Dan tak terduga, saya selain menjadi artistik, tepatnya di bagian property juga tak sengaja menjadi pemain utama, ya walupun ceritanya jadi mantan pejahat yang susah mencari pekerjaan hehehe… Awalnya bingung ketika ditawari menjadi pemain utama, tapi juga kesempatan emas supaya ada bukti kongkrit untuk murid saya di sekolah… Setelah mendapat izin dari tim Artistik, akhirnya saya mencoba bermain peran, dibantu tim penyutradaraan melalui coaching talent, diskusi dengan sutradara, penata kamera, suara, dan semua tim yang alhamdulillah saling bahu membahu. Ternyata sangat capek juga menjadi aktor, ya walaupun aktor jadi-jadian hahaha… Karena banyak adegan lari, maka kaki terasa pegal, tulang serasa patah-patah, apalagi kontur tanah di tempat pelatihan naik turun dan banyak tangga. Shooting dua hari dari pagi sampai malam pun akhirnya dilewati… Dan sisa dua hari diisi dengan materi artsitik berkaitan dengan make up dan efek, cukup seru juga. Dari mulai membuat api, efek wajah tua, luka, dan tata rias seperti zombie… Untunglah setelah shooting menyempatkan nonton bareng di Bioskop Cinere sebuah film silat yang lagi nge-hit karena dalam sembilan hari ditonton sejuta orang. Wow…

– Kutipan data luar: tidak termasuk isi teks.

//! Arena headers, free spans and per-arena finalization.
//!
//! Free space is described by sorted, disjoint spans of thing indices kept
//! in the header. Nothing is ever written into a free slot, so a dead thing's
//! memory carries no allocator metadata.

use smallvec::SmallVec;

use crate::cell::{GcCell, ThingView};
use crate::compartment::CompartmentId;
use crate::heap::chunk::ChunkMemory;
use crate::heap::{ARENA_SIZE, ArenaId, CELL_SIZE};
use crate::kind::AllocKind;
use crate::trace::TraceHooks;

/// Words in a per-arena mark bitmap. One bit per cell-sized slot covers
/// every thing size.
const MARK_WORDS: usize = ARENA_SIZE / CELL_SIZE / 64;

/// Inclusive range of free thing indices within one arena.
#[derive(Debug, Clone, Copy, PartialEq, Eq)]
pub(crate) struct FreeSpan {
    pub(crate) first: u16,
    pub(crate) last: u16,
}

impl FreeSpan {
    pub(crate) fn new(first: usize, last: usize) -> Self {
        debug_assert!(first <= last);
        Self {
            first: first as u16,
            last: last as u16,
        }
    }

    #[inline]
    pub(crate) fn len(&self) -> usize {
        (self.last - self.first) as usize + 1
    }
}

/// Sorted, disjoint free spans of one arena.
pub(crate) type SpanList = SmallVec<[FreeSpan; 4]>;

/// Mark color.
#[derive(Debug, Clone, Copy, PartialEq, Eq)]
pub enum MarkColor {
    /// Reachable from black roots.
    Black,
    /// Reachable only from gray roots.
    Gray,
}

#[derive(Debug, Clone, Default)]
struct MarkBits([u64; MARK_WORDS]);

impl MarkBits {
    #[inline]
    fn get(&self, index: usize) -> bool {
        self.0[index / 64] & (1 << (index % 64)) != 0
    }

    #[inline]
    fn set(&mut self, index: usize) {
        self.0[index / 64] |= 1 << (index % 64);
    }

    fn clear(&mut self) {
        self.0 = [0; MARK_WORDS];
    }
}

/// What sweeping left in an arena.
#[derive(Debug, Clone, Copy, PartialEq, Eq)]
pub(crate) enum SweepOutcome {
    /// Nothing survived; the arena goes back to its chunk.
    Empty,
    /// Some things survived and some slots are free.
    Partial,
    /// Every slot is live.
    Full,
}

/// Metadata for an allocated arena.
#[derive(Debug)]
pub(crate) struct ArenaHeader {
    pub(crate) address: ArenaId,
    pub(crate) compartment: CompartmentId,
    pub(crate) kind: AllocKind,
    free: SpanList,
    black: MarkBits,
    gray: MarkBits,
    pub(crate) has_delayed_marking: bool,
    pub(crate) next_delayed: Option<ArenaId>,
}

impl ArenaHeader {
    /// Header for a freshly allocated arena, every slot free.
    pub(crate) fn new(address: ArenaId, compartment: CompartmentId, kind: AllocKind) -> Self {
        let mut free = SpanList::new();
        free.push(FreeSpan::new(0, kind.things_per_arena() - 1));
        Self {
            address,
            compartment,
            kind,
            free,
            black: MarkBits::default(),
            gray: MarkBits::default(),
            has_delayed_marking: false,
            next_delayed: None,
        }
    }

    #[inline]
    pub(crate) fn thing_size(&self) -> usize {
        self.kind.thing_size()
    }

    #[inline]
    pub(crate) fn things_per_arena(&self) -> usize {
        self.kind.things_per_arena()
    }

    /// Address of thing `index`.
    #[inline]
    pub(crate) fn thing_address(&self, index: usize) -> usize {
        self.address.addr() + index * self.thing_size()
    }

    /// Index of the thing starting exactly at `cell`.
    #[inline]
    pub(crate) fn thing_index(&self, cell: GcCell) -> Option<usize> {
        let offset = cell.arena_offset();
        let size = self.thing_size();
        let index = offset / size;
        (offset % size == 0 && index < self.things_per_arena()).then_some(index)
    }

    /// Index of the thing containing the arena offset, for interior
    /// pointers.
    #[inline]
    pub(crate) fn thing_index_containing(&self, offset: usize) -> Option<usize> {
        let index = offset / self.thing_size();
        (index < self.things_per_arena()).then_some(index)
    }

    // =========================================================================
    // Free spans
    // =========================================================================

    pub(crate) fn has_free_things(&self) -> bool {
        !self.free.is_empty()
    }

    /// Every slot is free.
    pub(crate) fn is_empty(&self) -> bool {
        self.free.len() == 1 && self.free[0].len() == self.things_per_arena()
    }

    pub(crate) fn free_count(&self) -> usize {
        self.free.iter().map(FreeSpan::len).sum()
    }

    /// Move the spans out, leaving the arena looking fully used.
    pub(crate) fn take_free_spans(&mut self) -> SpanList {
        std::mem::take(&mut self.free)
    }

    /// Give back spans previously taken with [`take_free_spans`].
    ///
    /// [`take_free_spans`]: Self::take_free_spans
    pub(crate) fn restore_free_spans(&mut self, spans: SpanList) {
        debug_assert!(self.free.is_empty());
        self.free = spans;
    }

    /// Whether thing `index` sits in a free span.
    pub(crate) fn in_free_list(&self, index: usize) -> bool {
        for span in &self.free {
            if index < span.first as usize {
                return false;
            }
            if index <= span.last as usize {
                return true;
            }
        }
        false
    }

    /// Indices of allocated things, ascending.
    pub(crate) fn allocated_indices(&self) -> impl Iterator<Item = usize> + '_ {
        (0..self.things_per_arena()).filter(move |&i| !self.in_free_list(i))
    }

    // =========================================================================
    // Mark bits
    // =========================================================================

    #[inline]
    pub(crate) fn is_marked(&self, index: usize) -> bool {
        self.black.get(index) || self.gray.get(index)
    }

    #[inline]
    pub(crate) fn is_gray(&self, index: usize) -> bool {
        self.gray.get(index) && !self.black.get(index)
    }

    /// Mark thing `index`. Returns true if it was unmarked.
    #[inline]
    pub(crate) fn mark(&mut self, index: usize, color: MarkColor) -> bool {
        if self.is_marked(index) {
            return false;
        }
        match color {
            MarkColor::Black => self.black.set(index),
            MarkColor::Gray => self.gray.set(index),
        }
        true
    }

    pub(crate) fn clear_marks(&mut self) {
        self.black.clear();
        self.gray.clear();
    }

    // =========================================================================
    // Finalization
    // =========================================================================

    /// Finalize every allocated, unmarked thing and rebuild the free spans.
    ///
    /// Returns the outcome and the number of things finalized.
    pub(crate) fn finalize(
        &mut self,
        memory: &ChunkMemory,
        hooks: &TraceHooks,
    ) -> (SweepOutcome, usize) {
        debug_assert!(!self.has_delayed_marking);

        let count = self.things_per_arena();
        let size = self.thing_size();
        let mut new_free = SpanList::new();
        let mut run_start: Option<usize> = None;
        let mut spans = self.free.iter().peekable();
        let mut marked = 0;
        let mut finalized = 0;

        let mut index = 0;
        while index < count {
            if let Some(span) = spans.next_if(|span| span.first as usize == index) {
                run_start.get_or_insert(index);
                index = span.last as usize + 1;
                continue;
            }

            if self.is_marked(index) {
                marked += 1;
                if let Some(start) = run_start.take() {
                    new_free.push(FreeSpan::new(start, index - 1));
                }
            } else {
                run_start.get_or_insert(index);
                let addr = self.thing_address(index);
                if let Some(cell) = GcCell::from_word(addr) {
                    let view = ThingView::new(cell, self.kind, memory.thing_words(addr, size));
                    hooks.finalize(&view);
                }
                finalized += 1;
            }
            index += 1;
        }
        if let Some(start) = run_start {
            new_free.push(FreeSpan::new(start, count - 1));
        }

        self.free = new_free;
        debug_assert_eq!(self.free_count() + marked, count);

        let outcome = if marked == 0 {
            SweepOutcome::Empty
        } else if self.free.is_empty() {
            SweepOutcome::Full
        } else {
            SweepOutcome::Partial
        };
        (outcome, finalized)
    }
}

// =============================================================================
// FreeList
// =============================================================================

/// Free spans of the arena currently being allocated from.
///
/// While an arena is the allocation target its spans live here and its
/// header looks fully used. They are copied back before every collection.
#[derive(Debug)]
pub(crate) struct FreeList {
    pub(crate) arena: ArenaId,
    thing_size: usize,
    spans: SpanList,
}

impl FreeList {
    pub(crate) fn new(arena: ArenaId, kind: AllocKind, spans: SpanList) -> Self {
        Self {
            arena,
            thing_size: kind.thing_size(),
            spans,
        }
    }

    pub(crate) fn is_empty(&self) -> bool {
        self.spans.is_empty()
    }

    /// Pop the lowest free slot.
    pub(crate) fn allocate(&mut self) -> Option<GcCell> {
        let span = self.spans.first_mut()?;
        let index = span.first as usize;
        if span.first == span.last {
            self.spans.remove(0);
        } else {
            span.first += 1;
        }
        GcCell::from_word(self.arena.addr() + index * self.thing_size)
    }

    pub(crate) fn contains(&self, index: usize) -> bool {
        self.spans
            .iter()
            .any(|span| (span.first as usize..=span.last as usize).contains(&index))
    }

    pub(crate) fn into_spans(self) -> SpanList {
        self.spans
    }
}

#[cfg(test)]
mod tests {
    use super::*;
    use crate::compartment::CompartmentId;
    use crate::heap::CHUNK_SIZE;
    use crate::heap::platform::SystemPages;
    use std::sync::Arc;
    use std::sync::atomic::{AtomicUsize, Ordering};

    fn header(kind: AllocKind) -> ArenaHeader {
        ArenaHeader::new(ArenaId::containing(CHUNK_SIZE * 8), CompartmentId::ATOMS, kind)
    }

    #[test]
    fn test_new_arena_is_one_full_span() {
        let h = header(AllocKind::Object4);
        assert!(h.is_empty());
        assert_eq!(h.free_count(), AllocKind::Object4.things_per_arena());
        assert!(h.in_free_list(0));
        assert!(h.in_free_list(h.things_per_arena() - 1));
    }

    #[test]
    fn test_free_list_pops_in_address_order() {
        let mut h = header(AllocKind::String);
        let spans = h.take_free_spans();
        assert!(!h.has_free_things());

        let mut list = FreeList::new(h.address, h.kind, spans);
        let a = list.allocate().expect("slot");
        let b = list.allocate().expect("slot");
        assert_eq!(a.addr(), h.address.addr());
        assert_eq!(b.addr() - a.addr(), AllocKind::String.thing_size());

        h.restore_free_spans(list.into_spans());
        assert!(!h.in_free_list(0));
        assert!(!h.in_free_list(1));
        assert!(h.in_free_list(2));
        assert_eq!(h.allocated_indices().collect::<Vec<_>>(), vec![0, 1]);
    }

    #[test]
    fn test_mark_colors() {
        let mut h = header(AllocKind::Shape);
        assert!(h.mark(3, MarkColor::Gray));
        assert!(h.is_gray(3));
        assert!(!h.mark(3, MarkColor::Black));
        assert!(h.is_marked(3));
        h.clear_marks();
        assert!(!h.is_marked(3));
    }

    #[test]
    fn test_thing_index_rejects_interior() {
        let h = header(AllocKind::Object2);
        let size = AllocKind::Object2.thing_size();
        let second = GcCell::from_word(h.address.addr() + size).expect("non-zero");
        let interior = GcCell::from_word(h.address.addr() + size + 8).expect("non-zero");
        assert_eq!(h.thing_index(second), Some(1));
        assert_eq!(h.thing_index(interior), None);
        assert_eq!(h.thing_index_containing(size + 8), Some(1));
    }

    #[test]
    fn test_finalize_rebuilds_spans_and_runs_hooks() {
        let memory = ChunkMemory::map(Arc::new(SystemPages)).expect("chunk");
        let kind = AllocKind::Object0;
        let mut h = ArenaHeader::new(ArenaId::containing(memory.base()), CompartmentId::ATOMS, kind);

        // Allocate the first six things; keep 1 and 4 alive.
        let mut list = FreeList::new(h.address, kind, h.take_free_spans());
        for _ in 0..6 {
            list.allocate().expect("slot");
        }
        h.restore_free_spans(list.into_spans());
        h.mark(1, MarkColor::Black);
        h.mark(4, MarkColor::Gray);

        let finalized = Arc::new(AtomicUsize::new(0));
        let counter = Arc::clone(&finalized);
        let mut hooks = TraceHooks::new();
        hooks.set_finalize(kind.trace_kind(), move |_| {
            counter.fetch_add(1, Ordering::Relaxed);
        });

        let (outcome, count) = h.finalize(&memory, &hooks);
        assert_eq!(outcome, SweepOutcome::Partial);
        assert_eq!(count, 4);
        assert_eq!(finalized.load(Ordering::Relaxed), 4);
        assert_eq!(h.allocated_indices().collect::<Vec<_>>(), vec![1, 4]);
        assert_eq!(h.free_count() + 2, kind.things_per_arena());
    }

    #[test]
    fn test_finalize_reports_empty_and_full() {
        let memory = ChunkMemory::map(Arc::new(SystemPages)).expect("chunk");
        let hooks = TraceHooks::new();
        let kind = AllocKind::Object16;
        let n = kind.things_per_arena();

        let mut empty = ArenaHeader::new(ArenaId::containing(memory.base()), CompartmentId::ATOMS, kind);
        let mut list = FreeList::new(empty.address, kind, empty.take_free_spans());
        list.allocate().expect("slot");
        empty.restore_free_spans(list.into_spans());
        assert_eq!(empty.finalize(&memory, &hooks), (SweepOutcome::Empty, 1));
        assert!(empty.is_empty());

        let mut full = ArenaHeader::new(ArenaId::containing(memory.base()), CompartmentId::ATOMS, kind);
        let mut list = FreeList::new(full.address, kind, full.take_free_spans());
        while list.allocate().is_some() {}
        full.restore_free_spans(list.into_spans());
        for i in 0..n {
            full.mark(i, MarkColor::Black);
        }
        assert_eq!(full.finalize(&memory, &hooks), (SweepOutcome::Full, 0));
    }
}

Dan akhirnya tibalah malam penutupan dengan pemutaran enam film dari kegiatan shooting bersama. Empat film bergenre humor, satu drama, dan kelompok kami bergenre thriller. Sayangnya, hasil tugas film tidak dilombakan, hanya dikomentarin para mentor, dan dilanjutkan dengan pemilihan peserta terbaik pilihan para mentor dari tiap kelas. Acara berlangsung sampai jam 12 malam lebih…Tidak terasa sepuluh hari sudah dilewati maka Jumat pagi pun kami berpisah… Semuanya berpencar kembali ke berbagai pelosok nusantara untuk mengembangkan industri film di masing-masing daerah. Yang katanya film daerah yang kental khas lokalnya punya kelebihan yang lebih baik. Alhamdulillah, ilmu, pengalaman, buku-buku, berkenalan dengan mentor yang masih aktif membuat film di ibukota, dan juga kenal dengan teman-teman dari berbagai daerah membuat saya ingin menjelajah seluruh daerah di nusantara tercinta ini. Dan tentunya ingin terus berkarya film bersama! Semangart!